Goal of the exercise:
Each line below should be restated exactly, with nothing dropped.

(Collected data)
Content starts

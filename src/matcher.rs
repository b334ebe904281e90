//! Resolves spoken exercise names against the user's active library

use std::cmp::Ordering;

use serde::{Deserialize, Serialize};
use tracing::debug;

use crate::config::VoiceConfig;
use crate::similarity::{edit_distance, score_candidate};
use crate::types::Exercise;

/// A scored library entry
#[derive(Debug, Clone, PartialEq, Serialize, Deserialize)]
pub struct MatchCandidate {
    pub exercise: Exercise,
    pub score: f64,
}

/// Outcome of matching a spoken name
#[derive(Debug, Clone, PartialEq, Serialize, Deserialize)]
#[serde(tag = "status", rename_all = "snake_case")]
pub enum MatchResult {
    Matched { exercise: Exercise, score: f64 },
    /// Ordered by descending score; never empty
    Ambiguous { candidates: Vec<MatchCandidate> },
    Unmatched,
}

impl MatchResult {
    pub fn is_matched(&self) -> bool {
        matches!(self, Self::Matched { .. })
    }
}

/// Lowercase, strip punctuation, collapse whitespace
pub fn normalize_name(name: &str) -> String {
    let cleaned: String = name
        .chars()
        .map(|c| {
            if c.is_alphanumeric() || c.is_whitespace() {
                c
            } else {
                ' '
            }
        })
        .collect::<String>()
        .to_lowercase();
    cleaned.split_whitespace().collect::<Vec<_>>().join(" ")
}

/// Fuzzy matcher with the ambiguity policy applied on top of raw scores
#[derive(Debug, Clone)]
pub struct EntityMatcher {
    threshold: f64,
    matched_min_score: f64,
    tie_band: f64,
    max_candidates: usize,
}

impl Default for EntityMatcher {
    fn default() -> Self {
        Self::from_config(&VoiceConfig::default())
    }
}

impl EntityMatcher {
    pub fn from_config(config: &VoiceConfig) -> Self {
        Self {
            threshold: config.match_threshold,
            matched_min_score: config.matched_min_score,
            tie_band: config.tie_band,
            max_candidates: config.max_ambiguous_candidates,
        }
    }

    /// Match `spoken_name` against the active exercises in `library`
    ///
    /// Archived and suggested exercises are never considered. An exact match on the
    /// normalized name wins outright. Otherwise every candidate above the threshold
    /// within `tie_band` of the best makes the result ambiguous; a lone candidate
    /// must reach `matched_min_score` to be matched, and below that it is offered
    /// back as a single-candidate ambiguity so the user can confirm it.
    pub fn match_exercise(&self, spoken_name: &str, library: &[Exercise]) -> MatchResult {
        let query = normalize_name(spoken_name);
        if query.is_empty() {
            return MatchResult::Unmatched;
        }

        let mut scored: Vec<(f64, usize, String, &Exercise)> = Vec::new();
        for exercise in library.iter().filter(|e| e.is_active()) {
            let name = normalize_name(&exercise.name);
            if name == query {
                debug!("Exact exercise match for '{}': {}", spoken_name, exercise.name);
                return MatchResult::Matched {
                    exercise: exercise.clone(),
                    score: 1.0,
                };
            }

            let score = score_candidate(&query, &name);
            if score > self.threshold {
                scored.push((score, edit_distance(&query, &name), name, exercise));
            }
        }

        if scored.is_empty() {
            debug!("No exercise cleared threshold for '{}'", spoken_name);
            return MatchResult::Unmatched;
        }

        scored.sort_by(|a, b| {
            b.0.partial_cmp(&a.0)
                .unwrap_or(Ordering::Equal)
                .then(a.1.cmp(&b.1))
                .then_with(|| a.2.cmp(&b.2))
        });

        let best_score = scored[0].0;
        let contenders: Vec<MatchCandidate> = scored
            .iter()
            .filter(|(score, ..)| best_score - score <= self.tie_band)
            .take(self.max_candidates)
            .map(|(score, _, _, exercise)| MatchCandidate {
                exercise: (*exercise).clone(),
                score: *score,
            })
            .collect();

        if contenders.len() == 1 && best_score >= self.matched_min_score {
            let exercise = scored[0].3.clone();
            debug!(
                "Matched '{}' to {} (score {:.2})",
                spoken_name, exercise.name, best_score
            );
            return MatchResult::Matched {
                exercise,
                score: best_score,
            };
        }

        debug!(
            "Ambiguous match for '{}': {} candidates",
            spoken_name,
            contenders.len()
        );
        MatchResult::Ambiguous {
            candidates: contenders,
        }
    }
}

Content ends

Exercise output:
filename src/matcher.rs
repository b334ebe904281e90
//! Resolves spoken exercise names against the user's active library

use std::cmp::Ordering;

use serde::{Deserialize, Serialize};
use tracing::debug;

use crate::config::VoiceConfig;
use crate::similarity::{edit_distance, score_candidate};
use crate::types::Exercise;

/// A scored library entry
#[derive(Debug, Clone, PartialEq, Serialize, Deserialize)]
pub struct MatchCandidate {
    pub exercise: Exercise,
    pub score: f64,
}

/// Outcome of matching a spoken name
#[derive(Debug, Clone, PartialEq, Serialize, Deserialize)]
#[serde(tag = "status", rename_all = "snake_case")]
pub enum MatchResult {
    Matched { exercise: Exercise, score: f64 },
    /// Ordered by descending score; never empty
    Ambiguous { candidates: Vec<MatchCandidate> },
    Unmatched,
}

impl MatchResult {
    pub fn is_matched(&self) -> bool {
        matches!(self, Self::Matched { .. })
    }
}

/// Lowercase, strip punctuation, collapse whitespace
pub fn normalize_name(name: &str) -> String {
    let cleaned: String = name
        .chars()
        .map(|c| {
            if c.is_alphanumeric() || c.is_whitespace() {
                c
            } else {
                ' '
            }
        })
        .collect::<String>()
        .to_lowercase();
    cleaned.split_whitespace().collect::<Vec<_>>().join(" ")
}

/// Fuzzy matcher with the ambiguity policy applied on top of raw scores
#[derive(Debug, Clone)]
pub struct EntityMatcher {
    threshold: f64,
    matched_min_score: f64,
    tie_band: f64,
    max_candidates: usize,
}

impl Default for EntityMatcher {
    fn default() -> Self {
        Self::from_config(&VoiceConfig::default())
    }
}

impl EntityMatcher {
    pub fn from_config(config: &VoiceConfig) -> Self {
        Self {
            threshold: config.match_threshold,
            matched_min_score: config.matched_min_score,
            tie_band: config.tie_band,
            max_candidates: config.max_ambiguous_candidates,
        }
    }

    /// Match `spoken_name` against the active exercises in `library`
    ///
    /// Archived and suggested exercises are never considered. An exact match on the
    /// normalized name wins outright. Otherwise every candidate above the threshold
    /// within `tie_band` of the best makes the result ambiguous; a lone candidate
    /// must reach `matched_min_score` to be matched, and below that it is offered
    /// back as a single-candidate ambiguity so the user can confirm it.
    pub fn match_exercise(&self, spoken_name: &str, library: &[Exercise]) -> MatchResult {
        let query = normalize_name(spoken_name);
        if query.is_empty() {
            return MatchResult::Unmatched;
        }

        let mut scored: Vec<(f64, usize, String, &Exercise)> = Vec::new();
        for exercise in library.iter().filter(|e| e.is_active()) {
            let name = normalize_name(&exercise.name);
            if name == query {
                debug!("Exact exercise match for '{}': {}", spoken_name, exercise.name);
                return MatchResult::Matched {
                    exercise: exercise.clone(),
                    score: 1.0,
                };
            }

            let score = score_candidate(&query, &name);
            if score > self.threshold {
                scored.push((score, edit_distance(&query, &name), name, exercise));
            }
        }

        if scored.is_empty() {
            debug!("No exercise cleared threshold for '{}'", spoken_name);
            return MatchResult::Unmatched;
        }

        scored.sort_by(|a, b| {
            b.0.partial_cmp(&a.0)
                .unwrap_or(Ordering::Equal)
                .then(a.1.cmp(&b.1))
                .then_with(|| a.2.cmp(&b.2))
        });

        let best_score = scored[0].0;
        let contenders: Vec<MatchCandidate> = scored
            .iter()
            .filter(|(score, ..)| best_score - score <= self.tie_band)
            .take(self.max_candidates)
            .map(|(score, _, _, exercise)| MatchCandidate {
                exercise: (*exercise).clone(),
                score: *score,
            })
            .collect();

        if contenders.len() == 1 && best_score >= self.matched_min_score {
            let exercise = scored[0].3.clone();
            debug!(
                "Matched '{}' to {} (score {:.2})",
                spoken_name, exercise.name, best_score
            );
            return MatchResult::Matched {
                exercise,
                score: best_score,
            };
        }

        debug!(
            "Ambiguous match for '{}': {} candidates",
            spoken_name,
            contenders.len()
        );
        MatchResult::Ambiguous {
            candidates: contenders,
        }
    }
}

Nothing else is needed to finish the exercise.